**Your task:**
The word "comment": in how many lines of the records does it appear? Reply with the number alone.

*** Information

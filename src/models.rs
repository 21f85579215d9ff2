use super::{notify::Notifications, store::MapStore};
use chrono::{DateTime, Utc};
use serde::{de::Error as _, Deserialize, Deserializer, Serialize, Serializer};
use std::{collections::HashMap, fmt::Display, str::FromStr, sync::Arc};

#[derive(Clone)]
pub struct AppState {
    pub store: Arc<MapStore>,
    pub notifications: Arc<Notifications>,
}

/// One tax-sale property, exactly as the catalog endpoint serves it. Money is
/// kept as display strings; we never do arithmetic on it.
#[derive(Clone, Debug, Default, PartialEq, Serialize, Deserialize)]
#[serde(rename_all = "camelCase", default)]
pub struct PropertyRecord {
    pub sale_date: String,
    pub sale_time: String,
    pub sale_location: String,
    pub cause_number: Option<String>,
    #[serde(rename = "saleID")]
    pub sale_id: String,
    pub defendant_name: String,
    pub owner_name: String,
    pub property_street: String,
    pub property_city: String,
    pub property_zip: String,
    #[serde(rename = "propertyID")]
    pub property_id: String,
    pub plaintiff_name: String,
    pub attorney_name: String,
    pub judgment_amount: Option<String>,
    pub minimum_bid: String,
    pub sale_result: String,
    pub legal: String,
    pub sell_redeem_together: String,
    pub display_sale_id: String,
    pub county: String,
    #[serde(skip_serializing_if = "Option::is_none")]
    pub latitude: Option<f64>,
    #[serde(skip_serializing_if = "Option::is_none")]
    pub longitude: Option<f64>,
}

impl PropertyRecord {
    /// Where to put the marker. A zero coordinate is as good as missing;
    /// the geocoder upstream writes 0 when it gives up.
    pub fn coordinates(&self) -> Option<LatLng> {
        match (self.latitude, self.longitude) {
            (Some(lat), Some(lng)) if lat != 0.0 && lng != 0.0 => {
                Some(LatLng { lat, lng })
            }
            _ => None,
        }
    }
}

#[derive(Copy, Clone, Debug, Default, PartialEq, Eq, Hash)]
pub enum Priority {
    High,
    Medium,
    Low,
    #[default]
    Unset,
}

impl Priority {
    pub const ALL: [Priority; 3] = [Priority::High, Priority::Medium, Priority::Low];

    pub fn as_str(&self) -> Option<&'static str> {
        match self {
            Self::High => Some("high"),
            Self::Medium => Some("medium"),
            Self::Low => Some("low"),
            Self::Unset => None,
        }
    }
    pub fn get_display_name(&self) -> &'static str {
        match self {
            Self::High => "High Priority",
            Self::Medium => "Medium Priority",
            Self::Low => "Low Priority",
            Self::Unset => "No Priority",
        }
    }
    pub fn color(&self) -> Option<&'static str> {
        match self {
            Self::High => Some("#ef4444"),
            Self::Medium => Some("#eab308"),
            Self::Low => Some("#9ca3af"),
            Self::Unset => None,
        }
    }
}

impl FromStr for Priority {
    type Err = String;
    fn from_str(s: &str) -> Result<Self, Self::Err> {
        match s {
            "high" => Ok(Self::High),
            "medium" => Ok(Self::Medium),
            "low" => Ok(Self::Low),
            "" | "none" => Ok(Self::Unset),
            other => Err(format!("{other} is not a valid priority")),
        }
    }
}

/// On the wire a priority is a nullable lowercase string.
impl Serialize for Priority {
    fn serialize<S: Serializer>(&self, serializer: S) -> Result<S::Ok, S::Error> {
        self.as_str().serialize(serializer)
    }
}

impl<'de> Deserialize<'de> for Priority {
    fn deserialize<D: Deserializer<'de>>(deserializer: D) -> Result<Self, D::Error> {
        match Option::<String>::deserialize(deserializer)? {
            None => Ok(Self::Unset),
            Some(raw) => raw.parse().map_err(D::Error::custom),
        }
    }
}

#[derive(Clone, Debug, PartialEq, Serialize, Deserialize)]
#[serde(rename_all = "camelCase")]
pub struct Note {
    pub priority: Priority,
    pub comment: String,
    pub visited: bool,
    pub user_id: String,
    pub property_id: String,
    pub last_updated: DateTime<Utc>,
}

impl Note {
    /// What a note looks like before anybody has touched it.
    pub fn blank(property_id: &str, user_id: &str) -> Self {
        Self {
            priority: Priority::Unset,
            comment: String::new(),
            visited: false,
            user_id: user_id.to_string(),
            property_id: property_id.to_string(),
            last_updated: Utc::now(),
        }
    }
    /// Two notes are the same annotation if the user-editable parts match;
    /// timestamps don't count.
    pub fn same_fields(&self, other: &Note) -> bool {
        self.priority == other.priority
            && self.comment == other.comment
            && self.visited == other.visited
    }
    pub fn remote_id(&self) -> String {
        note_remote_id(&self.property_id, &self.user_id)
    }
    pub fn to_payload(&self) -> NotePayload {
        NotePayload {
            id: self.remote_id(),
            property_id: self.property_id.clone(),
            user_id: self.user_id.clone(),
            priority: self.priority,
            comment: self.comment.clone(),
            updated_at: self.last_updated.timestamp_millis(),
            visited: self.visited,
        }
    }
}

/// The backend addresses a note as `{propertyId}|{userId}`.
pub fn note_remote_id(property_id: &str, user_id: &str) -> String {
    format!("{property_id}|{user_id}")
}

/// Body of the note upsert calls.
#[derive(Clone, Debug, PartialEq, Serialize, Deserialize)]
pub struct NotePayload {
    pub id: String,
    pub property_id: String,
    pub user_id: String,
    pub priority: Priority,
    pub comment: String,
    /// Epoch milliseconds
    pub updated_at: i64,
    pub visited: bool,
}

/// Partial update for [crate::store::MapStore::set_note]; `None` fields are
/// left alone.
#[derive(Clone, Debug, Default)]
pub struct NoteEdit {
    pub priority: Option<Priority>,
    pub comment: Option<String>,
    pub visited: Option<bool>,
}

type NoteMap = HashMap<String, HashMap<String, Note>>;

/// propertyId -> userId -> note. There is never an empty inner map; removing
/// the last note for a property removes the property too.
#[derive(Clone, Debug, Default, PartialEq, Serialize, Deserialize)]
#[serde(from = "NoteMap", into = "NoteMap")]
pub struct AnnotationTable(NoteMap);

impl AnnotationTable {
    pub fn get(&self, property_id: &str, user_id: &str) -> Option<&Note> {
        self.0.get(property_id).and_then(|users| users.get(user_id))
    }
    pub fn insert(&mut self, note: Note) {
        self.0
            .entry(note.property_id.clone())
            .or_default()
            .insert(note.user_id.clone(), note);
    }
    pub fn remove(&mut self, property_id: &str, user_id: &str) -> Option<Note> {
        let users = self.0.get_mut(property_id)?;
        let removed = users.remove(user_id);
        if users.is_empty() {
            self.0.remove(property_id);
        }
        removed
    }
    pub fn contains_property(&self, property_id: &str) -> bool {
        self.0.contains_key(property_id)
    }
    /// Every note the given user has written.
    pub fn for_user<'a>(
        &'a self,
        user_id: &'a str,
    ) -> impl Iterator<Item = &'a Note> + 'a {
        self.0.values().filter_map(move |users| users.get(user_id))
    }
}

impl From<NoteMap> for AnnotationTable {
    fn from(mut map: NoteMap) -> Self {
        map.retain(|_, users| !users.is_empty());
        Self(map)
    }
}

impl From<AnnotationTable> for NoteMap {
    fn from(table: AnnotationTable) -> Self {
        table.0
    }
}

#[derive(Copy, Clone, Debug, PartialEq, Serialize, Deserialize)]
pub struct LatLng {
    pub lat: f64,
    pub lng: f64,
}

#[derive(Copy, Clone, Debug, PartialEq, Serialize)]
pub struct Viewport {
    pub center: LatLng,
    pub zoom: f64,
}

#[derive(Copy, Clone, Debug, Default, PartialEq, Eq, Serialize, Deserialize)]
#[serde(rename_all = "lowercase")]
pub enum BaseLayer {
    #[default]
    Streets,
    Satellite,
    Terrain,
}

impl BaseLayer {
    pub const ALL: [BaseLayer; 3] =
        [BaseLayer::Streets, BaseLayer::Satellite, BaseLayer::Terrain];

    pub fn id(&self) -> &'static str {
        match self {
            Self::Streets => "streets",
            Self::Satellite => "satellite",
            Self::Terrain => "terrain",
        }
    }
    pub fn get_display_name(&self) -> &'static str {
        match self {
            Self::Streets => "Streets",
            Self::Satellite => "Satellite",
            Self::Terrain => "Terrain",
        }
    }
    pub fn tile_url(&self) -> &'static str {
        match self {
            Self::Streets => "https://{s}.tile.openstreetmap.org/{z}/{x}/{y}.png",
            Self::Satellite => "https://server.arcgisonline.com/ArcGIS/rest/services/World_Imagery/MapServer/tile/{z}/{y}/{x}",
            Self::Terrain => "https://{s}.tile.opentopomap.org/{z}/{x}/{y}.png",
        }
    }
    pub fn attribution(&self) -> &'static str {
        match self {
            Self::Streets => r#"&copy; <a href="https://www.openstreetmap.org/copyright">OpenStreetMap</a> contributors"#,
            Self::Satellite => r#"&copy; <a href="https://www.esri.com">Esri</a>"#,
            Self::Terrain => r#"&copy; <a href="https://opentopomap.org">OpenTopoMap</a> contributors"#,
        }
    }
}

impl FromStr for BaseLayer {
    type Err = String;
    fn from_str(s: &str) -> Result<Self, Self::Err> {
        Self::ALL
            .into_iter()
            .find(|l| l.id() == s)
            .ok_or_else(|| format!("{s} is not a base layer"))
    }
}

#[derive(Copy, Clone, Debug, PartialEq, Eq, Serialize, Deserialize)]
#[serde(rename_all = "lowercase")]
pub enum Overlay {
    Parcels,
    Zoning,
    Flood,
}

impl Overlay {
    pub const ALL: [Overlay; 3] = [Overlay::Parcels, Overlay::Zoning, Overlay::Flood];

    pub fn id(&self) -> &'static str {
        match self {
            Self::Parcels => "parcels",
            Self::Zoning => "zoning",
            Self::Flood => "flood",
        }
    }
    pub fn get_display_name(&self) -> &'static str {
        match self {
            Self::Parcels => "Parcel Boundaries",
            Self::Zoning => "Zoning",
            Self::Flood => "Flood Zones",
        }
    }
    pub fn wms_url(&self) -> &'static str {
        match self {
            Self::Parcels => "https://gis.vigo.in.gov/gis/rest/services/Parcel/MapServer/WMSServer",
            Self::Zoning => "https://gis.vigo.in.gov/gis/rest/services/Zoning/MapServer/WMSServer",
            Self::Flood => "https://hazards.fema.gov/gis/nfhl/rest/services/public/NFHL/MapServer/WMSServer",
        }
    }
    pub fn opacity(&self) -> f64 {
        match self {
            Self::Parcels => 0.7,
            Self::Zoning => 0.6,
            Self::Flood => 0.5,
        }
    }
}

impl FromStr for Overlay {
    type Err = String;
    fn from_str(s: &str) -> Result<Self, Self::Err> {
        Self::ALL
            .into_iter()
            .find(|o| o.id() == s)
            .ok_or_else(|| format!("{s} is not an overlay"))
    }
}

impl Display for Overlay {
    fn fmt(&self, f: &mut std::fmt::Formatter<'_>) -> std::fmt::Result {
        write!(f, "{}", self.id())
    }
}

******
*** Information

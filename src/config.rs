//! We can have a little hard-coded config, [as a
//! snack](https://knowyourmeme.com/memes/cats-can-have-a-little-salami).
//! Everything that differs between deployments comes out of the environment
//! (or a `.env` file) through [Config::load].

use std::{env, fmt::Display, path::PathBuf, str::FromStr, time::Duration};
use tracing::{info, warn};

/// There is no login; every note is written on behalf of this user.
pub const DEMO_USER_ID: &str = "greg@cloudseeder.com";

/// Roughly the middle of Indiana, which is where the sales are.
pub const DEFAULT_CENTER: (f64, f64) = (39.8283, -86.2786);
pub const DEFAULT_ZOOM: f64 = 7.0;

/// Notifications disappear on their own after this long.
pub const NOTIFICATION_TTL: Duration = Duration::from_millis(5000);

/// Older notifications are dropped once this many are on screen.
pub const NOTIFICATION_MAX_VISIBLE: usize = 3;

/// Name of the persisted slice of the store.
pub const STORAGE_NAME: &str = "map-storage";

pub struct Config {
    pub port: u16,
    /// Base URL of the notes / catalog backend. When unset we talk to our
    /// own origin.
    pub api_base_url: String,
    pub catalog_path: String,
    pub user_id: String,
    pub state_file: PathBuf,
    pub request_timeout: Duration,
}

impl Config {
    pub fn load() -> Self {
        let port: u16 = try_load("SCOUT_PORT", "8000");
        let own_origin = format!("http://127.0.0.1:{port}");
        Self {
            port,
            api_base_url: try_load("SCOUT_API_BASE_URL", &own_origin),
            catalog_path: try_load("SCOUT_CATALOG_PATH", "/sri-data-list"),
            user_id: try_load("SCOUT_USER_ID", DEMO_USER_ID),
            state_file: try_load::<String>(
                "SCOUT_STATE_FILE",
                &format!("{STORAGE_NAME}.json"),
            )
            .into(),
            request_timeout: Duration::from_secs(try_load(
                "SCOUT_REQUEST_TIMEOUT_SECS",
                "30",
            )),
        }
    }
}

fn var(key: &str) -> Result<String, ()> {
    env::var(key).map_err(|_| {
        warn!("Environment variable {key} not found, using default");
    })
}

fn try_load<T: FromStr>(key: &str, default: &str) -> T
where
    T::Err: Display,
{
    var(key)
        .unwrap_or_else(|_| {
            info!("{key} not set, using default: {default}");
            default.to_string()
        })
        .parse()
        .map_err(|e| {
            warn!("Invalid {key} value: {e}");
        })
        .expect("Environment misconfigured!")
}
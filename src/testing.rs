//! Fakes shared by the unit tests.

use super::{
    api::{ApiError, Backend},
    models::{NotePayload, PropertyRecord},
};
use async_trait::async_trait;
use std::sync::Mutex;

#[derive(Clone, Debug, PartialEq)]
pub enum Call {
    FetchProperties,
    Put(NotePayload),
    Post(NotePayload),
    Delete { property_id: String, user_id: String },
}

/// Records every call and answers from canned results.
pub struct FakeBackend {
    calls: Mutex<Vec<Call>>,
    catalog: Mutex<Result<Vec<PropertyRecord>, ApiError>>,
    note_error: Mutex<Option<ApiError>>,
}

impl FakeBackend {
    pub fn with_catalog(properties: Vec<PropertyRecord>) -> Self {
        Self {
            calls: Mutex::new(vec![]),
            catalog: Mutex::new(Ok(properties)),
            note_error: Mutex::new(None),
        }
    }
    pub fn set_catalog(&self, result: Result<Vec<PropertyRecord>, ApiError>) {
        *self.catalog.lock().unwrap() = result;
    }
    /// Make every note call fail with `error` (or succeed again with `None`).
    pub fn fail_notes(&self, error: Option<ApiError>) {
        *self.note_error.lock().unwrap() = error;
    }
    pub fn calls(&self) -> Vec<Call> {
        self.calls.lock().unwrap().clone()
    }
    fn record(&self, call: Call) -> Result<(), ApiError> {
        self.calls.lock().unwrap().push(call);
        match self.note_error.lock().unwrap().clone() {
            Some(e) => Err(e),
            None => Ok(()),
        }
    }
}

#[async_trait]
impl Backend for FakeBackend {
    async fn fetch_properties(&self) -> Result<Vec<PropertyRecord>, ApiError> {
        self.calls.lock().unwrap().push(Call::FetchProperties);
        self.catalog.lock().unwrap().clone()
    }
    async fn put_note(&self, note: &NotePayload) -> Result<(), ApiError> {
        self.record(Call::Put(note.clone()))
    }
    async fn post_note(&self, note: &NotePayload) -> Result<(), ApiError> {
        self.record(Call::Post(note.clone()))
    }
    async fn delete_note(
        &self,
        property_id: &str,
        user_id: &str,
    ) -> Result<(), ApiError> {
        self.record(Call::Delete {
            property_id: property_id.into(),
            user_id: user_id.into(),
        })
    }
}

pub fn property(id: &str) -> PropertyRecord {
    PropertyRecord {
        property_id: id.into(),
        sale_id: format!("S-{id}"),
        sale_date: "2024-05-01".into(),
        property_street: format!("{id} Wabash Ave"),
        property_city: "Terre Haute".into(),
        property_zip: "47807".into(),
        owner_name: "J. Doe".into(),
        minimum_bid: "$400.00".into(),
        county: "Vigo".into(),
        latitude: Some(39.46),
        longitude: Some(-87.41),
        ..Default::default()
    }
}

******
*** Information

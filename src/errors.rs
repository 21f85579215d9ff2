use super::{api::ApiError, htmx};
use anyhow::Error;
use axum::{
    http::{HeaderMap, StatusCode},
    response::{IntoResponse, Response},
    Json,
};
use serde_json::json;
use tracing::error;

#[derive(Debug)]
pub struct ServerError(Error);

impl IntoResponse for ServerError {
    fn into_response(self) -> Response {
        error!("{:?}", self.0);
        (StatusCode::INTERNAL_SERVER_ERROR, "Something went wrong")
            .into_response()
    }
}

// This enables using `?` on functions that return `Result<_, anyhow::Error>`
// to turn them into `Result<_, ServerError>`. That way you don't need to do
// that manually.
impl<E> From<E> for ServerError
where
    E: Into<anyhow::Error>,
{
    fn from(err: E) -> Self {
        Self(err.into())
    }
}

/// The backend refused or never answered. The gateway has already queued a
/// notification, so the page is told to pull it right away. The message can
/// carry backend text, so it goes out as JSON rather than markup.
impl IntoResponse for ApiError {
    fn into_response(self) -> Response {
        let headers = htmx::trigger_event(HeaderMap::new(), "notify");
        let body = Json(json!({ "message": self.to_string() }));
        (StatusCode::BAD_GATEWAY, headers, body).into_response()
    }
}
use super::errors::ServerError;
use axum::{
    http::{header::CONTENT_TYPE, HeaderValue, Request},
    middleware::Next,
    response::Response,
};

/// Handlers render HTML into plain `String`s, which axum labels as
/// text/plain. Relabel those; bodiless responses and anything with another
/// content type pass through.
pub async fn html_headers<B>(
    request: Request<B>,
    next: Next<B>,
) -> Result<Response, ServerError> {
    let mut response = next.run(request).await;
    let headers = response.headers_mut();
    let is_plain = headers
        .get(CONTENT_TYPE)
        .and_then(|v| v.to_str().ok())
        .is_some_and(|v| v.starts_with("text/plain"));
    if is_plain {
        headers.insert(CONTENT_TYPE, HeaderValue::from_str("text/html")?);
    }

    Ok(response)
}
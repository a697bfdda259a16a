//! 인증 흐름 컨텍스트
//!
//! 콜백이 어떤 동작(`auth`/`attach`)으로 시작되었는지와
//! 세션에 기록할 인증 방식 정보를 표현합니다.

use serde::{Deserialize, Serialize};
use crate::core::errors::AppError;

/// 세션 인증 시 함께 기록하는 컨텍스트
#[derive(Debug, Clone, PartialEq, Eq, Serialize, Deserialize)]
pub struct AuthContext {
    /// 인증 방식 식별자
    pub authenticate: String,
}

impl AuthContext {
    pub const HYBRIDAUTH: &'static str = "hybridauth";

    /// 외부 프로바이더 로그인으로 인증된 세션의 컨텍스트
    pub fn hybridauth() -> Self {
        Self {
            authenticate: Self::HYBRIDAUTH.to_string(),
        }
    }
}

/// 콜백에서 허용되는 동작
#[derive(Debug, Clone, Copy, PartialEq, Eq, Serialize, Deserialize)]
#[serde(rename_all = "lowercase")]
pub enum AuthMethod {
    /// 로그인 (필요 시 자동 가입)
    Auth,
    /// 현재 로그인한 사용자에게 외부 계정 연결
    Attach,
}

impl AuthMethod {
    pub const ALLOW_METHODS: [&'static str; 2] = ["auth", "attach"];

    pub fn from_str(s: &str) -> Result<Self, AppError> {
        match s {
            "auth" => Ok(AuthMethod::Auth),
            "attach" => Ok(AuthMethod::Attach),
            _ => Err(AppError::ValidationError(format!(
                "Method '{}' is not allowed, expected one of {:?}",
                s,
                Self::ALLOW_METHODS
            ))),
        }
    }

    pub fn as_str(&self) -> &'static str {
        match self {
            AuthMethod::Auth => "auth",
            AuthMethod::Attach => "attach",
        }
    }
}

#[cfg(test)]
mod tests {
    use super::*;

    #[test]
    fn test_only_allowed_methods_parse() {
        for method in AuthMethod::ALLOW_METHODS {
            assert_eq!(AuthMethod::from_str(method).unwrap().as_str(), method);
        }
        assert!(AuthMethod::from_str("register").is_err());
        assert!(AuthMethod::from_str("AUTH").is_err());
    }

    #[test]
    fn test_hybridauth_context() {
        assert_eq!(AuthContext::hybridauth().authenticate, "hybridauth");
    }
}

******

**Solution to the exercise:**
6